Record extracts START

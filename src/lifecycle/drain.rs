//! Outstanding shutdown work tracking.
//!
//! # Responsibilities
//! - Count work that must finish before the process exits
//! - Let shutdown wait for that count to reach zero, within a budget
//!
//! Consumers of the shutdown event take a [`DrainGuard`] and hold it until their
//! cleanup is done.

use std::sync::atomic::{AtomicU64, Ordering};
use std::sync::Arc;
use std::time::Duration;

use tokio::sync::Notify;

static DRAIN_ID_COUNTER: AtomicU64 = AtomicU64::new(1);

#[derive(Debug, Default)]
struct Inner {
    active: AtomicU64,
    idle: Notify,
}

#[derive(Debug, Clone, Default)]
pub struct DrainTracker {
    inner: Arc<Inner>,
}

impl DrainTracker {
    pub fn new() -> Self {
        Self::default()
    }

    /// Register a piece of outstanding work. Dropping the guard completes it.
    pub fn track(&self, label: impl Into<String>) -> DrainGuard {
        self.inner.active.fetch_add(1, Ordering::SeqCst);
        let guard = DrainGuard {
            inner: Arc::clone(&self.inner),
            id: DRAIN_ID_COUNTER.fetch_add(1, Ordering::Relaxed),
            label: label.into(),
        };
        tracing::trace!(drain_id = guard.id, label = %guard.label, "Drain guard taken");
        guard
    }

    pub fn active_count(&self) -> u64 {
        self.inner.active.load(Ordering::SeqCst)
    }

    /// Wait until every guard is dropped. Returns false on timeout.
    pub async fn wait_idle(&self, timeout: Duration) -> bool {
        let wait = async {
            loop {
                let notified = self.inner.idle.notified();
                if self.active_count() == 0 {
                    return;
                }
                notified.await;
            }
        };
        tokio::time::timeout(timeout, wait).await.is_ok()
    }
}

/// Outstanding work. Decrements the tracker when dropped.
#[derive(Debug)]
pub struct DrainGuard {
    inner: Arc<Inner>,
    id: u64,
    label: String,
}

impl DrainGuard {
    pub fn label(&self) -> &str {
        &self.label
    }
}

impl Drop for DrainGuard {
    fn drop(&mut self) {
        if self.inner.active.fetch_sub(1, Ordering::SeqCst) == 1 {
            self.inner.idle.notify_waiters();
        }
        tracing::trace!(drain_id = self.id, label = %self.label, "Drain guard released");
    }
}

Record extracts END
Record extracts START

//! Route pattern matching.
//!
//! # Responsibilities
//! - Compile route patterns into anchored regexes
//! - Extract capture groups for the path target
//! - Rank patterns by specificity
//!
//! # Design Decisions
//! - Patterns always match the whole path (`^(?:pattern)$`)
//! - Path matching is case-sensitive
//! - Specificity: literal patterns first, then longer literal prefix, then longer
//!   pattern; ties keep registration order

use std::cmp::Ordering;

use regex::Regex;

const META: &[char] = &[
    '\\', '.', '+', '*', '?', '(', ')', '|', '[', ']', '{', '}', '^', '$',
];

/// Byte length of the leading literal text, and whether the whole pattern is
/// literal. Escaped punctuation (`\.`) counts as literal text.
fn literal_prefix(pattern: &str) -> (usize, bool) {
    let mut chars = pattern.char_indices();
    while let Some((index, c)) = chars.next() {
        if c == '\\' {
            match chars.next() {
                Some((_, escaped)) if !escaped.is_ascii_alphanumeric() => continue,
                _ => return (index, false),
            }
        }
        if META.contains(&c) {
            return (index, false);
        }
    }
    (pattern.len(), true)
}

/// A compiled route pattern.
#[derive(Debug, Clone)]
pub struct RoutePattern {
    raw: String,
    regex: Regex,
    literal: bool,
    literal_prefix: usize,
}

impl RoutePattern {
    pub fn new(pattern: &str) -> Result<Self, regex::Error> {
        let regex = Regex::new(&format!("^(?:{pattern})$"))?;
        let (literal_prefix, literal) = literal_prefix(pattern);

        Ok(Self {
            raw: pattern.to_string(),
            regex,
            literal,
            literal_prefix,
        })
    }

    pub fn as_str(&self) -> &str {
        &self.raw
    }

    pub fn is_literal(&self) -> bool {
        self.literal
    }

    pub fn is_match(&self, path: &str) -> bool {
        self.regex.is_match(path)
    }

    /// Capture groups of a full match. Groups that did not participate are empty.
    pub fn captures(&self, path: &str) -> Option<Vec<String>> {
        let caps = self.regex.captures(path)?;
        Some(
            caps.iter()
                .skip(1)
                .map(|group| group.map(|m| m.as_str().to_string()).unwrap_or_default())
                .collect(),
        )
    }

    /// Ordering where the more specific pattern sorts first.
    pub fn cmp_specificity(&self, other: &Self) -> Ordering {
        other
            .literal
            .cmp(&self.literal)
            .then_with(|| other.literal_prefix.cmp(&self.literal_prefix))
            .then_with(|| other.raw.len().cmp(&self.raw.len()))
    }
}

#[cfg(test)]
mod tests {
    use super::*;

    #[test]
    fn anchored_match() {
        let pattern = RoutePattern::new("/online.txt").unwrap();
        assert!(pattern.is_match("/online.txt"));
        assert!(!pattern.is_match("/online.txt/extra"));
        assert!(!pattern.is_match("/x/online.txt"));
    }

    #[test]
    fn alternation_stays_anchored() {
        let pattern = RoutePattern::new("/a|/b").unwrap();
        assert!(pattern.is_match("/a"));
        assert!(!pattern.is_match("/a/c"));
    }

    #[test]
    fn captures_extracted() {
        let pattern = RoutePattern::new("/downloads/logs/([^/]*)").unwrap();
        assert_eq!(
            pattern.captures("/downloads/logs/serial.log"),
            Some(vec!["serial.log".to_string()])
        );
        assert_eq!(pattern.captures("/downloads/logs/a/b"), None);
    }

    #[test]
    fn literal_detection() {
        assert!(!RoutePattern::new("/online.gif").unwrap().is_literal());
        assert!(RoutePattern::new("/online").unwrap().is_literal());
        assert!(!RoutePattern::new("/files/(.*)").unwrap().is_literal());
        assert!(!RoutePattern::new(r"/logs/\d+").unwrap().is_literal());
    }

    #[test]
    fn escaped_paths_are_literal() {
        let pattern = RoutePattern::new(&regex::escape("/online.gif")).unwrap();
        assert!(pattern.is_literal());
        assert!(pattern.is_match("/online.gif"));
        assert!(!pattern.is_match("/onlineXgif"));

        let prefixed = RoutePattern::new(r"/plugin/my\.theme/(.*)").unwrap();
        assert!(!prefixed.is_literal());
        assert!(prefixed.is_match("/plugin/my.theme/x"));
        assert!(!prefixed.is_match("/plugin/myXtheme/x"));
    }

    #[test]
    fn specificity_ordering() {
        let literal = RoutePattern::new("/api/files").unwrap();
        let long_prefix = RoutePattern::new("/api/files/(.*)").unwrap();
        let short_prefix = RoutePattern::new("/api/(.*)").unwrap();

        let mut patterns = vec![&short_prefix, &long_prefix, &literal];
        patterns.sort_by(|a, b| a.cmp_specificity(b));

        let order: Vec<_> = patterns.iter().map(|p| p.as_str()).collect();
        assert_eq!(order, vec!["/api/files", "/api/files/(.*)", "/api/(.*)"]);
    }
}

Record extracts END

> _Work item_
Check each line of the records for "struct" and copy the ones that contain it.

> _Problem solution_
struct Inner {
pub struct DrainTracker {
pub struct DrainGuard {
pub struct RoutePattern {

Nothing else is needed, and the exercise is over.